The clinical trials that have been done on vitamins and minerals sometimes have contradictory results, and suggest that whether you will benefit from taking vitamin supplements depends on who you are, as well as the exact micronutrient the supplement contains.
The clinical trials done on vitamins and minerals
Some of the earliest trials focused on antioxidants, molecules that neutralise harmful chemicals known as free radicals. Free radicals are unstable molecules that react with and rip apart cells and DNA. It might seem to make sense that boosting your intake of antioxidants would help stave off illness, yet studies have consistently showed this is not the case. For example double-blind, placebo-controlled trials led by JoAnn Manson, a professor of epidemiology at the Harvard School of Public Health, found that the antioxidants beta-carotene, vitamin C, and vitamin E had no effect on preventing cancer or cardiovascular disease.
In fact, some studies suggest that mega-dosing on antioxidants can actually harm health. For example, the evidence is mounting from randomised clinical trials that taking large quantities of beta-carotene supplements can increase your risk of lung cancer, especially if you are a smoker. Meanwhile a trial by Manson showed that mega-dosing on vitamin E is linked to an increased risk of haemorrhagic stroke.
“Vitamin E has a blood thinning effect, so high doses of vitamin E make the blood less able to clot, which raises the risk of bleeding in the brain,” says Manson.
“There is also a risk that in extremely high doses [of] antioxidants can actually become pro-oxidant, so they actually enhance oxidation.”
Taking very high doses of an isolated micronutrient can also interfere with the absorption of other similar micronutrients. For example, one of the reasons that taking too much beta-carotene is thought to be harmful is that it interferes with the absorption of other carotenoids such as lutein, found in leafy green vegetables like spinach and kale.

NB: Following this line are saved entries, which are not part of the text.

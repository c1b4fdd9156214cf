// Bolt page header, element layout, and meta page decoding.
use crate::core::error::{Error, ErrorKind};
use crate::core::format::{
    self, BRANCH_PAGE_FLAG, BUCKET_LEAF_FLAG, ELEMENT_LEN, LEAF_PAGE_FLAG, MAGIC,
    META_CHECKSUM_OFFSET, META_LEN, PAGE_HEADER_LEN,
};

#[derive(Clone, Copy, Debug, Eq, PartialEq)]
pub struct PageHeader {
    pub id: u64,
    pub flags: u16,
    pub count: u16,
    pub overflow: u32,
}

impl PageHeader {
    pub fn encode(&self) -> [u8; PAGE_HEADER_LEN] {
        let mut buf = [0u8; PAGE_HEADER_LEN];
        write_u64(&mut buf, 0, self.id);
        write_u16(&mut buf, 8, self.flags);
        write_u16(&mut buf, 10, self.count);
        write_u32(&mut buf, 12, self.overflow);
        buf
    }

    pub fn decode(buf: &[u8]) -> Result<Self, Error> {
        if buf.len() < PAGE_HEADER_LEN {
            return Err(Error::new(ErrorKind::Corrupt).with_message("page header too small"));
        }
        Ok(Self {
            id: read_u64(buf, 0),
            flags: read_u16(buf, 8),
            count: read_u16(buf, 10),
            overflow: read_u32(buf, 12),
        })
    }
}

/// A branch or leaf page borrowed from the map (or from an inline bucket value).
#[derive(Clone, Copy, Debug)]
pub struct Page<'a> {
    pub header: PageHeader,
    data: &'a [u8],
}

#[derive(Clone, Copy, Debug, Eq, PartialEq)]
pub struct LeafElement<'a> {
    pub flags: u32,
    pub key: &'a [u8],
    pub value: &'a [u8],
}

impl LeafElement<'_> {
    pub fn is_bucket(&self) -> bool {
        self.flags & BUCKET_LEAF_FLAG != 0
    }
}

#[derive(Clone, Copy, Debug, Eq, PartialEq)]
pub struct BranchElement<'a> {
    pub key: &'a [u8],
    pub child: u64,
}

impl<'a> Page<'a> {
    pub fn parse(data: &'a [u8]) -> Result<Self, Error> {
        let header = PageHeader::decode(data)?;
        let elements_end = PAGE_HEADER_LEN + header.count as usize * ELEMENT_LEN;
        if elements_end > data.len() {
            return Err(Error::new(ErrorKind::Corrupt)
                .with_message("element table exceeds page")
                .with_page(header.id));
        }
        Ok(Self { header, data })
    }

    pub fn count(&self) -> usize {
        self.header.count as usize
    }

    pub fn is_leaf(&self) -> bool {
        self.header.flags & LEAF_PAGE_FLAG != 0
    }

    pub fn is_branch(&self) -> bool {
        self.header.flags & BRANCH_PAGE_FLAG != 0
    }

    pub fn leaf_element(&self, index: usize) -> Result<LeafElement<'a>, Error> {
        let elem = self.element_offset(index)?;
        let flags = read_u32(self.data, elem);
        let pos = read_u32(self.data, elem + 4) as usize;
        let ksize = read_u32(self.data, elem + 8) as usize;
        let vsize = read_u32(self.data, elem + 12) as usize;
        let key_start = elem + pos;
        let key_end = key_start + ksize;
        let value_end = key_end + vsize;
        if value_end > self.data.len() {
            return Err(self.corrupt("leaf element exceeds page"));
        }
        Ok(LeafElement {
            flags,
            key: &self.data[key_start..key_end],
            value: &self.data[key_end..value_end],
        })
    }

    pub fn branch_element(&self, index: usize) -> Result<BranchElement<'a>, Error> {
        let elem = self.element_offset(index)?;
        let pos = read_u32(self.data, elem) as usize;
        let ksize = read_u32(self.data, elem + 4) as usize;
        let child = read_u64(self.data, elem + 8);
        let key_start = elem + pos;
        let key_end = key_start + ksize;
        if key_end > self.data.len() {
            return Err(self.corrupt("branch element exceeds page"));
        }
        Ok(BranchElement {
            key: &self.data[key_start..key_end],
            child,
        })
    }

    fn element_offset(&self, index: usize) -> Result<usize, Error> {
        if index >= self.count() {
            return Err(self.corrupt("element index out of range"));
        }
        Ok(PAGE_HEADER_LEN + index * ELEMENT_LEN)
    }

    fn corrupt(&self, message: &str) -> Error {
        Error::new(ErrorKind::Corrupt)
            .with_message(message)
            .with_page(self.header.id)
    }
}

#[derive(Clone, Copy, Debug, Eq, PartialEq)]
pub struct Meta {
    pub magic: u32,
    pub version: u32,
    pub page_size: u32,
    pub flags: u32,
    pub root: u64,
    pub sequence: u64,
    pub freelist: u64,
    pub high_water: u64,
    pub txid: u64,
    pub checksum: u64,
}

impl Meta {
    /// Builds a meta record with a freshly computed checksum.
    pub fn new(page_size: u32, root: u64, freelist: u64, high_water: u64, txid: u64) -> Self {
        let mut meta = Self {
            magic: MAGIC,
            version: format::FORMAT_VERSION,
            page_size,
            flags: 0,
            root,
            sequence: 0,
            freelist,
            high_water,
            txid,
            checksum: 0,
        };
        meta.checksum = meta.sum();
        meta
    }

    pub fn encode(&self) -> [u8; META_LEN] {
        let mut buf = [0u8; META_LEN];
        write_u32(&mut buf, 0, self.magic);
        write_u32(&mut buf, 4, self.version);
        write_u32(&mut buf, 8, self.page_size);
        write_u32(&mut buf, 12, self.flags);
        write_u64(&mut buf, 16, self.root);
        write_u64(&mut buf, 24, self.sequence);
        write_u64(&mut buf, 32, self.freelist);
        write_u64(&mut buf, 40, self.high_water);
        write_u64(&mut buf, 48, self.txid);
        write_u64(&mut buf, 56, self.checksum);
        buf
    }

    /// Decodes the meta record stored right after a page header.
    pub fn decode(page: &[u8]) -> Result<Self, Error> {
        if page.len() < PAGE_HEADER_LEN + META_LEN {
            return Err(Error::new(ErrorKind::Corrupt).with_message("file size too small"));
        }
        let buf = &page[PAGE_HEADER_LEN..PAGE_HEADER_LEN + META_LEN];
        Ok(Self {
            magic: read_u32(buf, 0),
            version: read_u32(buf, 4),
            page_size: read_u32(buf, 8),
            flags: read_u32(buf, 12),
            root: read_u64(buf, 16),
            sequence: read_u64(buf, 24),
            freelist: read_u64(buf, 32),
            high_water: read_u64(buf, 40),
            txid: read_u64(buf, 48),
            checksum: read_u64(buf, 56),
        })
    }

    pub fn validate(&self) -> Result<(), Error> {
        if self.magic != MAGIC {
            return Err(Error::new(ErrorKind::Corrupt).with_message("invalid database"));
        }
        if self.version != format::FORMAT_VERSION {
            return Err(format::format_version_error(self.version));
        }
        if self.checksum != self.sum() {
            return Err(Error::new(ErrorKind::Corrupt).with_message("checksum error"));
        }
        Ok(())
    }

    fn sum(&self) -> u64 {
        fnv1a64(&self.encode()[..META_CHECKSUM_OFFSET])
    }
}

pub fn fnv1a64(bytes: &[u8]) -> u64 {
    const OFFSET_BASIS: u64 = 0xcbf2_9ce4_8422_2325;
    const PRIME: u64 = 0x0000_0100_0000_01b3;
    bytes.iter().fold(OFFSET_BASIS, |hash, byte| {
        (hash ^ u64::from(*byte)).wrapping_mul(PRIME)
    })
}

fn read_u16(buf: &[u8], offset: usize) -> u16 {
    let mut out = [0u8; 2];
    out.copy_from_slice(&buf[offset..offset + 2]);
    u16::from_le_bytes(out)
}

fn read_u32(buf: &[u8], offset: usize) -> u32 {
    let mut out = [0u8; 4];
    out.copy_from_slice(&buf[offset..offset + 4]);
    u32::from_le_bytes(out)
}

pub(crate) fn read_u64(buf: &[u8], offset: usize) -> u64 {
    let mut out = [0u8; 8];
    out.copy_from_slice(&buf[offset..offset + 8]);
    u64::from_le_bytes(out)
}

fn write_u16(buf: &mut [u8], offset: usize, value: u16) {
    buf[offset..offset + 2].copy_from_slice(&value.to_le_bytes());
}

pub(crate) fn write_u32(buf: &mut [u8], offset: usize, value: u32) {
    buf[offset..offset + 4].copy_from_slice(&value.to_le_bytes());
}

pub(crate) fn write_u64(buf: &mut [u8], offset: usize, value: u64) {
    buf[offset..offset + 8].copy_from_slice(&value.to_le_bytes());
}

#[cfg(test)]
mod tests {
    use super::{Meta, Page, PageHeader, fnv1a64, write_u32};
    use crate::core::error::ErrorKind;
    use crate::core::format::{LEAF_PAGE_FLAG, META_LEN, PAGE_HEADER_LEN};

    fn meta_page(meta: &Meta) -> Vec<u8> {
        let mut page = vec![0u8; PAGE_HEADER_LEN + META_LEN];
        page[PAGE_HEADER_LEN..].copy_from_slice(&meta.encode());
        page
    }

    #[test]
    fn fnv_matches_reference_vectors() {
        assert_eq!(fnv1a64(b""), 0xcbf2_9ce4_8422_2325);
        assert_eq!(fnv1a64(b"a"), 0xaf63_dc4c_8601_ec8c);
        assert_eq!(fnv1a64(b"foobar"), 0x8594_4171_f739_67e8);
    }

    #[test]
    fn meta_roundtrip_validates() {
        let meta = Meta::new(4096, 3, 2, 4, 7);
        let decoded = Meta::decode(&meta_page(&meta)).expect("decode");
        assert_eq!(decoded, meta);
        decoded.validate().expect("valid");
    }

    #[test]
    fn meta_rejects_bad_magic_version_and_checksum() {
        let mut meta = Meta::new(4096, 3, 2, 4, 1);
        meta.magic = 0xDEAD_BEEF;
        let err = meta.validate().expect_err("magic");
        assert_eq!(err.kind(), ErrorKind::Corrupt);
        assert_eq!(err.message(), Some("invalid database"));

        let mut meta = Meta::new(4096, 3, 2, 4, 1);
        meta.version = 1;
        let err = meta.validate().expect_err("version");
        assert!(err.message().unwrap().starts_with("version mismatch"));

        let mut meta = Meta::new(4096, 3, 2, 4, 1);
        meta.txid = 2;
        let err = meta.validate().expect_err("checksum");
        assert_eq!(err.message(), Some("checksum error"));
    }

    #[test]
    fn truncated_meta_is_too_small() {
        let err = Meta::decode(&[0u8; 20]).expect_err("short");
        assert_eq!(err.message(), Some("file size too small"));
    }

    #[test]
    fn leaf_element_bounds_are_checked() {
        let header = PageHeader {
            id: 9,
            flags: LEAF_PAGE_FLAG,
            count: 1,
            overflow: 0,
        };
        let mut data = vec![0u8; 64];
        data[..PAGE_HEADER_LEN].copy_from_slice(&header.encode());
        // pos=16, ksize=8, vsize=1000 runs past the page.
        write_u32(&mut data, PAGE_HEADER_LEN + 4, 16);
        write_u32(&mut data, PAGE_HEADER_LEN + 8, 8);
        write_u32(&mut data, PAGE_HEADER_LEN + 12, 1000);
        let page = Page::parse(&data).expect("parse");
        assert!(page.is_leaf());
        let err = page.leaf_element(0).expect_err("out of bounds");
        assert_eq!(err.kind(), ErrorKind::Corrupt);
        assert_eq!(err.page(), Some(9));

        let err = page.leaf_element(1).expect_err("index");
        assert_eq!(err.message(), Some("element index out of range"));
    }

    #[test]
    fn element_table_larger_than_page_is_rejected() {
        let header = PageHeader {
            id: 4,
            flags: LEAF_PAGE_FLAG,
            count: 100,
            overflow: 0,
        };
        let mut data = vec![0u8; 64];
        data[..PAGE_HEADER_LEN].copy_from_slice(&header.encode());
        let err = Page::parse(&data).expect_err("table");
        assert_eq!(err.page(), Some(4));
    }
}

Why vitamin D is important
Taking more than the recommended daily allowance of antioxidants is not recommended. But what about other vitamins? One nutrient many people don’t get enough of is vitamin D, a molecule that is essential for building and maintaining healthy bones. Vitamin D isn’t technically a vitamin, as our body can make enough of it as long as our skin receives plenty of sunlight. We can also get it from certain foods.